### Dataset extract
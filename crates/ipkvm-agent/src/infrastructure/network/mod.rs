//! Network infrastructure: the viewer-facing stream server.
//!
//! # Sub-modules
//!
//! - **`ws_server`** – WebSocket server that broadcasts encoded H.264
//!   packets to every connected viewer and buffers the control messages
//!   viewers send back (keyboard and mouse input).
//!
//! - **`mock`** – In-memory server and factory for tests.
//!
//! The orchestrator only sees the [`StreamServer`] trait. It polls the
//! server from its own worker thread, so the trait is synchronous; the
//! WebSocket implementation hides its async runtime behind it.

pub mod mock;
pub mod ws_server;

use thiserror::Error;

pub use ws_server::{WebSocketServerFactory, WebSocketStreamServer};

/// Viewer messages buffered between two drains. Messages arriving while the
/// buffer is full are dropped.
pub const INBOUND_CAPACITY: usize = 256;

/// Error type for stream server construction.
#[derive(Debug, Error)]
pub enum NetworkError {
    /// The listening socket could not be bound.
    #[error("failed to bind stream server on port {port}: {source}")]
    Bind {
        port: u16,
        #[source]
        source: std::io::Error,
    },

    /// The server's async runtime could not be started.
    #[error("failed to start network runtime: {0}")]
    Runtime(#[source] std::io::Error),
}

/// A message source and broadcast sink for network viewers.
pub trait StreamServer {
    /// The port actually bound (differs from the requested one for port 0).
    fn port(&self) -> u16;

    /// Number of viewers currently connected.
    fn client_count(&self) -> usize;

    /// Removes and returns every buffered inbound message, oldest first.
    /// At most [`INBOUND_CAPACITY`] messages are buffered.
    fn drain_messages(&mut self) -> Vec<Vec<u8>>;

    /// Sends `packet` to every connected viewer.
    fn broadcast(&self, packet: &[u8]);
}

/// Builds stream servers on demand.
pub trait ServerFactory: Send {
    /// # Errors
    ///
    /// Returns [`NetworkError`] if the server cannot listen on `port`.
    fn bind(&self, port: u16) -> Result<Box<dyn StreamServer>, NetworkError>;
}
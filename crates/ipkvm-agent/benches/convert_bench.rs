//! Criterion benchmarks for the per-frame pixel conversions.
//!
//! Both run once per captured frame on the hardware worker: YUYV→RGB for the
//! preview, YUYV→I420 in front of the H.264 encoder.
//!
//! Run with:
//! ```bash
//! cargo bench --package ipkvm-agent --bench convert_bench
//! ```

use criterion::{black_box, criterion_group, criterion_main, BenchmarkId, Criterion, Throughput};
use ipkvm_agent::infrastructure::capture::convert::yuyv_to_rgb;
use ipkvm_agent::infrastructure::encoder::convert::{i420_len, yuyv_to_i420};

const SIZES: &[(u32, u32)] = &[(640, 480), (1280, 720), (1920, 1080)];

/// A frame with varying luma and chroma so no branch is trivially predicted.
fn test_frame(width: u32, height: u32) -> Vec<u8> {
    (0..width as usize * height as usize * 2)
        .map(|i| (i * 7 % 251) as u8)
        .collect()
}

fn bench_yuyv_to_rgb(c: &mut Criterion) {
    let mut group = c.benchmark_group("yuyv_to_rgb");
    for &(w, h) in SIZES {
        let frame = test_frame(w, h);
        let mut out = vec![0u8; w as usize * h as usize * 3];
        group.throughput(Throughput::Bytes(frame.len() as u64));
        group.bench_with_input(BenchmarkId::from_parameter(format!("{w}x{h}")), &frame, |b, f| {
            b.iter(|| yuyv_to_rgb(black_box(f), w, h, &mut out))
        });
    }
    group.finish();
}

fn bench_yuyv_to_i420(c: &mut Criterion) {
    let mut group = c.benchmark_group("yuyv_to_i420");
    for &(w, h) in SIZES {
        let frame = test_frame(w, h);
        let mut out = vec![0u8; i420_len(w, h)];
        group.throughput(Throughput::Bytes(frame.len() as u64));
        group.bench_with_input(BenchmarkId::from_parameter(format!("{w}x{h}")), &frame, |b, f| {
            b.iter(|| yuyv_to_i420(black_box(f), w, h, &mut out))
        });
    }
    group.finish();
}

criterion_group!(benches, bench_yuyv_to_rgb, bench_yuyv_to_i420);
criterion_main!(benches);
//! Letterbox geometry used to map preview-widget coordinates into the
//! absolute coordinate space of the target machine.
//!
//! The preview shows the captured frame scaled to fit the widget with its
//! aspect ratio preserved and centred, so the usable area (`display_rect`)
//! is usually smaller than the widget and offset from its origin. Pointer
//! positions outside that rectangle are clamped onto its edge.

use serde::{Deserialize, Serialize};

use super::command::ABSOLUTE_MAX;

/// Integer width/height pair.
#[derive(Debug, Clone, Copy, PartialEq, Eq, Hash, Default, Serialize, Deserialize)]
pub struct Size {
    pub width: i32,
    pub height: i32,
}

impl Size {
    pub const fn new(width: i32, height: i32) -> Self {
        Self { width, height }
    }

    /// `true` when either dimension is zero or negative.
    pub const fn is_empty(self) -> bool {
        self.width <= 0 || self.height <= 0
    }

    /// Largest size with this aspect ratio that fits inside `bounds`.
    ///
    /// Uses 64-bit intermediates; the result is truncated towards zero.
    pub fn scaled_to_fit(self, bounds: Size) -> Size {
        if self.is_empty() || bounds.is_empty() {
            return Size::default();
        }
        let fit_width =
            i64::from(bounds.height) * i64::from(self.width) / i64::from(self.height);
        if fit_width <= i64::from(bounds.width) {
            Size::new(fit_width as i32, bounds.height)
        } else {
            let fit_height =
                i64::from(bounds.width) * i64::from(self.height) / i64::from(self.width);
            Size::new(bounds.width, fit_height as i32)
        }
    }
}

/// Integer point.
#[derive(Debug, Clone, Copy, PartialEq, Eq, Hash, Default, Serialize, Deserialize)]
pub struct Point {
    pub x: i32,
    pub y: i32,
}

impl Point {
    pub const fn new(x: i32, y: i32) -> Self {
        Self { x, y }
    }

    /// `|dx| + |dy|` between two points.
    pub fn manhattan_distance(self, other: Point) -> i32 {
        (self.x - other.x).abs() + (self.y - other.y).abs()
    }
}

/// Axis-aligned rectangle with an inclusive origin and exclusive far edge.
#[derive(Debug, Clone, Copy, PartialEq, Eq, Hash, Default, Serialize, Deserialize)]
pub struct Rect {
    pub x: i32,
    pub y: i32,
    pub width: i32,
    pub height: i32,
}

impl Rect {
    pub const fn new(x: i32, y: i32, width: i32, height: i32) -> Self {
        Self { x, y, width, height }
    }

    pub const fn is_empty(self) -> bool {
        self.width <= 0 || self.height <= 0
    }

    /// Clamps `p` onto the last pixel row/column inside the rectangle.
    pub fn clamp_point(self, p: Point) -> Point {
        Point::new(
            p.x.clamp(self.x, self.x + self.width - 1),
            p.y.clamp(self.y, self.y + self.height - 1),
        )
    }
}

/// Maps a widget-space point into the `0..=4095` absolute range of `rect`.
///
/// Returns `None` when `rect` is empty, in which case the event is dropped.
pub fn map_to_absolute(rect: Rect, p: Point) -> Option<(i32, i32)> {
    if rect.is_empty() {
        return None;
    }
    let clipped = rect.clamp_point(p);
    let rel_x = i64::from(clipped.x - rect.x);
    let rel_y = i64::from(clipped.y - rect.y);
    let x = rel_x * i64::from(ABSOLUTE_MAX) / i64::from(rect.width);
    let y = rel_y * i64::from(ABSOLUTE_MAX) / i64::from(rect.height);
    Some((x as i32, y as i32))
}

// ── DisplayMapping ────────────────────────────────────────────────────────────

/// Source frame size, widget size, and the letterboxed rectangle between them.
#[derive(Debug, Clone, Copy, PartialEq, Eq, Default, Serialize, Deserialize)]
pub struct DisplayMapping {
    source: Size,
    widget: Size,
    display_rect: Rect,
}

impl DisplayMapping {
    /// Computes the letterbox for `source` shown inside `widget`.
    ///
    /// Returns `None` if either size is empty; callers keep their previous
    /// mapping in that case.
    pub fn compute(source: Size, widget: Size) -> Option<Self> {
        if source.is_empty() || widget.is_empty() {
            return None;
        }
        let scaled = source.scaled_to_fit(widget);
        let display_rect = Rect::new(
            (widget.width - scaled.width) / 2,
            (widget.height - scaled.height) / 2,
            scaled.width,
            scaled.height,
        );
        Some(Self {
            source,
            widget,
            display_rect,
        })
    }

    pub fn source(&self) -> Size {
        self.source
    }

    pub fn widget(&self) -> Size {
        self.widget
    }

    pub fn display_rect(&self) -> Rect {
        self.display_rect
    }

    /// See [`map_to_absolute`].
    pub fn map_absolute(&self, p: Point) -> Option<(i32, i32)> {
        map_to_absolute(self.display_rect, p)
    }
}

// ── Tests ─────────────────────────────────────────────────────────────────────

#[cfg(test)]
mod tests {
    use super::*;

    #[test]
    fn test_letterbox_centres_wide_widget_horizontally() {
        // Arrange: 4:3 source in a 16:9-ish widget → pillarbox
        let source = Size::new(640, 480);
        let widget = Size::new(1000, 600);

        // Act
        let mapping = DisplayMapping::compute(source, widget).expect("non-empty sizes");

        // Assert: 600 * 640 / 480 = 800 wide, centred with 100px bars
        assert_eq!(mapping.display_rect(), Rect::new(100, 0, 800, 600));
    }

    #[test]
    fn test_letterbox_centres_tall_widget_vertically() {
        // Arrange
        let source = Size::new(1920, 1080);
        let widget = Size::new(800, 800);

        // Act
        let mapping = DisplayMapping::compute(source, widget).expect("non-empty sizes");

        // Assert: 800 * 1080 / 1920 = 450 high, (800 - 450) / 2 = 175 offset
        assert_eq!(mapping.display_rect(), Rect::new(0, 175, 800, 450));
    }

    #[test]
    fn test_compute_returns_none_for_empty_sizes() {
        assert!(DisplayMapping::compute(Size::new(0, 480), Size::new(800, 600)).is_none());
        assert!(DisplayMapping::compute(Size::new(640, 480), Size::new(800, 0)).is_none());
    }

    #[test]
    fn test_map_to_absolute_origin_corner_maps_to_zero() {
        // Arrange
        let rect = Rect::new(50, 50, 400, 300);

        // Act
        let origin = map_to_absolute(rect, Point::new(50, 50));
        let inside = map_to_absolute(rect, Point::new(100, 100));
        let clipped = map_to_absolute(rect, Point::new(10, 10));

        // Assert: 50 * 4095 / 400 = 511, 50 * 4095 / 300 = 682
        assert_eq!(origin, Some((0, 0)));
        assert_eq!(inside, Some((511, 682)));
        assert_eq!(clipped, Some((0, 0)), "points above/left clamp onto the origin");
    }

    #[test]
    fn test_map_to_absolute_far_corner_clamps_to_last_pixel() {
        // Arrange
        let rect = Rect::new(50, 50, 400, 300);

        // Act: (450, 350) lies just outside; clamps to (449, 349)
        let mapped = map_to_absolute(rect, Point::new(450, 350));

        // Assert: 399 * 4095 / 400 = 4084, 299 * 4095 / 300 = 4081
        assert_eq!(mapped, Some((4084, 4081)));
    }

    #[test]
    fn test_map_to_absolute_never_leaves_range_for_far_outside_points() {
        let rect = Rect::new(0, 0, 1, 1);
        for p in [Point::new(i32::MIN / 2, 0), Point::new(i32::MAX / 2, i32::MAX / 2)] {
            let (x, y) = map_to_absolute(rect, p).expect("rect is not empty");
            assert!((0..=ABSOLUTE_MAX).contains(&x));
            assert!((0..=ABSOLUTE_MAX).contains(&y));
        }
    }

    #[test]
    fn test_map_to_absolute_drops_event_for_empty_rect() {
        assert_eq!(map_to_absolute(Rect::new(10, 10, 0, 5), Point::new(10, 10)), None);
    }

    #[test]
    fn test_manhattan_distance_sums_axes() {
        assert_eq!(Point::new(1, 1).manhattan_distance(Point::new(4, -2)), 6);
    }
}
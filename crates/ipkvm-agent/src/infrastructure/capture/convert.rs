//! Captured frame to RGB conversion.

use image::{ImageFormat, RgbImage};

use super::CaptureError;

/// Converts packed YUYV 4:2:2 into RGB24 using BT.601 coefficients.
///
/// `rgb` is resized to `width * height * 3`. Extra input bytes are ignored.
///
/// # Errors
///
/// Returns [`CaptureError::ShortFrame`] if `yuyv` holds fewer than
/// `width * height * 2` bytes.
pub fn yuyv_to_rgb(
    yuyv: &[u8],
    width: u32,
    height: u32,
    rgb: &mut Vec<u8>,
) -> Result<(), CaptureError> {
    let pixels = width as usize * height as usize;
    let expected = pixels * 2;
    if yuyv.len() < expected {
        return Err(CaptureError::ShortFrame {
            expected,
            actual: yuyv.len(),
        });
    }

    rgb.resize(pixels * 3, 0);
    for (src, dst) in yuyv[..expected].chunks_exact(4).zip(rgb.chunks_exact_mut(6)) {
        let (y0, u, y1, v) = (src[0], src[1], src[2], src[3]);
        let u = f32::from(u) - 128.0;
        let v = f32::from(v) - 128.0;

        let dr = 1.402 * v;
        let dg = -0.344_14 * u - 0.714_14 * v;
        let db = 1.772 * u;

        let (first, second) = dst.split_at_mut(3);
        for (luma, out) in [(y0, first), (y1, second)] {
            let y = f32::from(luma);
            out[0] = clamp_channel(y + dr);
            out[1] = clamp_channel(y + dg);
            out[2] = clamp_channel(y + db);
        }
    }
    Ok(())
}

/// Decodes one MJPEG frame.
///
/// # Errors
///
/// Returns [`CaptureError::Decode`] if the data is not a valid JPEG image.
pub fn decode_mjpeg(data: &[u8]) -> Result<RgbImage, CaptureError> {
    let image = image::load_from_memory_with_format(data, ImageFormat::Jpeg)?;
    Ok(image.to_rgb8())
}

fn clamp_channel(value: f32) -> u8 {
    (value as i32).clamp(0, 255) as u8
}

#[cfg(test)]
mod tests {
    use std::io::Cursor;

    use image::Rgb;

    use super::*;

    #[test]
    fn test_neutral_chroma_yields_grey() {
        // Arrange: two pixels, Y = 16 and 235, U = V = 128
        let yuyv = [16, 128, 235, 128];
        let mut rgb = Vec::new();

        // Act
        yuyv_to_rgb(&yuyv, 2, 1, &mut rgb).unwrap();

        // Assert
        assert_eq!(rgb, vec![16, 16, 16, 235, 235, 235]);
    }

    #[test]
    fn test_saturated_chroma_is_clamped() {
        // Arrange: full red chroma on a bright pixel pair
        let yuyv = [255, 128, 0, 255];
        let mut rgb = Vec::new();

        // Act
        yuyv_to_rgb(&yuyv, 2, 1, &mut rgb).unwrap();

        // Assert: R saturates high on the bright pixel, G low on the dark one
        assert_eq!(rgb[0], 255);
        assert_eq!(rgb[4], 0);
    }

    #[test]
    fn test_short_frame_is_rejected() {
        let mut rgb = Vec::new();
        let result = yuyv_to_rgb(&[0u8; 7], 2, 2, &mut rgb);
        assert!(matches!(
            result,
            Err(CaptureError::ShortFrame {
                expected: 8,
                actual: 7
            })
        ));
    }

    #[test]
    fn test_decode_mjpeg_restores_dimensions() {
        // Arrange
        let source = RgbImage::from_pixel(16, 8, Rgb([200, 40, 40]));
        let mut jpeg = Cursor::new(Vec::new());
        source.write_to(&mut jpeg, ImageFormat::Jpeg).unwrap();

        // Act
        let decoded = decode_mjpeg(jpeg.get_ref()).unwrap();

        // Assert
        assert_eq!(decoded.dimensions(), (16, 8));
    }

    #[test]
    fn test_decode_mjpeg_rejects_garbage() {
        assert!(matches!(decode_mjpeg(&[0xFF, 0x00, 0x12]), Err(CaptureError::Decode(_))));
    }
}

### Work to be completed
The reply should consist solely of the lines above from the one that has "pub fn clamp_point(self, p: Point)" through the one that has "pub fn map_to_absolute(rect: Rect, p: Point)", reproduced exactly.

### Task answer
    pub fn clamp_point(self, p: Point) -> Point {
        Point::new(
            p.x.clamp(self.x, self.x + self.width - 1),
            p.y.clamp(self.y, self.y + self.height - 1),
        )
    }
}

/// Maps a widget-space point into the `0..=4095` absolute range of `rect`.
///
/// Returns `None` when `rect` is empty, in which case the event is dropped.
pub fn map_to_absolute(rect: Rect, p: Point) -> Option<(i32, i32)> {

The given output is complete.